What you need to do: Beginning with the first line below, please restate each line exactly, down to and including the line containing "pub enum ApiError".

Records for this task:
BEGIN
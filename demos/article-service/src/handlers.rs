use axum::{
    extract::{Path, State},
    http::StatusCode,
    response::{IntoResponse, Response},
    Json,
};
use thiserror::Error;
use uuid::Uuid;

use crate::dtos::{ArticleDto, ArticleMutationDto, ArticleParams, CreatedId, ErrorBody};
use crate::store::{Article, ArticleStore};

#[derive(Error, Debug)]
pub enum ApiError {
    #[error("{0}")]
    BadRequest(String),
    #[error("article {0} not found")]
    NotFound(Uuid),
}

impl IntoResponse for ApiError {
    fn into_response(self) -> Response {
        let status = match self {
            ApiError::BadRequest(_) => StatusCode::BAD_REQUEST,
            ApiError::NotFound(_) => StatusCode::NOT_FOUND,
        };
        (status, Json(ErrorBody { error: self.to_string() })).into_response()
    }
}

impl From<Article> for ArticleDto {
    fn from(article: Article) -> Self {
        Self {
            id: article.id.to_string(),
            title: article.title,
            content: article.content,
        }
    }
}

/// Get all articles
pub async fn list_articles(State(store): State<ArticleStore>) -> Json<Vec<ArticleDto>> {
    Json(store.list().await.into_iter().map(ArticleDto::from).collect())
}

/// Create an article
pub async fn create_article(
    State(store): State<ArticleStore>,
    Json(payload): Json<ArticleMutationDto>,
) -> Result<Json<CreatedId>, ApiError> {
    route_kit::validate(&payload).map_err(|e| ApiError::BadRequest(e.to_string()))?;
    let id = store.create(payload.title, payload.content).await;
    tracing::info!(%id, "article created");
    Ok(Json(CreatedId { id: id.to_string() }))
}

/// Get an article by its id
pub async fn get_article(
    State(store): State<ArticleStore>,
    Path(params): Path<ArticleParams>,
) -> Result<Json<ArticleDto>, ApiError> {
    let id = Uuid::parse_str(&params.id)
        .map_err(|e| ApiError::BadRequest(format!("invalid article id {:?}: {e}", params.id)))?;
    let article = store.get(id).await.ok_or(ApiError::NotFound(id))?;
    Ok(Json(article.into()))
}

#[cfg(test)]
mod tests {
    use super::*;

    #[tokio::test]
    async fn create_then_get() {
        let store = ArticleStore::new();
        let created = create_article(
            State(store.clone()),
            Json(ArticleMutationDto {
                title: "Hello world".into(),
                content: "First post".into(),
            }),
        )
        .await
        .unwrap();

        let fetched = get_article(
            State(store.clone()),
            Path(ArticleParams {
                id: created.0.id.clone(),
            }),
        )
        .await
        .unwrap();
        assert_eq!(fetched.0.title, "Hello world");

        let listed = list_articles(State(store)).await;
        assert_eq!(listed.0, vec![fetched.0]);
    }

    #[tokio::test]
    async fn short_title_is_rejected() {
        let result = create_article(
            State(ArticleStore::new()),
            Json(ArticleMutationDto {
                title: "Hi".into(),
                content: "x".into(),
            }),
        )
        .await;
        assert!(matches!(result, Err(ApiError::BadRequest(_))));
    }

    #[tokio::test]
    async fn title_over_declared_max_is_rejected() {
        let store = ArticleStore::new();
        let result = create_article(
            State(store.clone()),
            Json(ArticleMutationDto {
                title: "a".repeat(256),
                content: "x".into(),
            }),
        )
        .await;
        match result {
            Err(ApiError::BadRequest(reason)) => assert!(reason.contains("title"), "{reason}"),
            other => panic!("expected a bad request, got {other:?}"),
        }

        let missing_content = create_article(
            State(store.clone()),
            Json(ArticleMutationDto {
                title: "a".repeat(255),
                content: String::new(),
            }),
        )
        .await;
        assert!(matches!(missing_content, Err(ApiError::BadRequest(ref r)) if r.contains("content")));
        assert!(store.list().await.is_empty());
    }

    #[tokio::test]
    async fn unknown_and_malformed_ids() {
        let store = ArticleStore::new();
        let missing = get_article(
            State(store.clone()),
            Path(ArticleParams {
                id: Uuid::new_v4().to_string(),
            }),
        )
        .await;
        assert_eq!(missing.unwrap_err().into_response().status(), StatusCode::NOT_FOUND);

        let malformed = get_article(State(store), Path(ArticleParams { id: "nope".into() })).await;
        assert_eq!(malformed.unwrap_err().into_response().status(), StatusCode::BAD_REQUEST);
    }
}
END
Answer to the exercise:
filename demos/article-service/src/handlers.rs
use axum::{
    extract::{Path, State},
    http::StatusCode,
    response::{IntoResponse, Response},
    Json,
};
use thiserror::Error;
use uuid::Uuid;

use crate::dtos::{ArticleDto, ArticleMutationDto, ArticleParams, CreatedId, ErrorBody};
use crate::store::{Article, ArticleStore};

#[derive(Error, Debug)]
pub enum ApiError {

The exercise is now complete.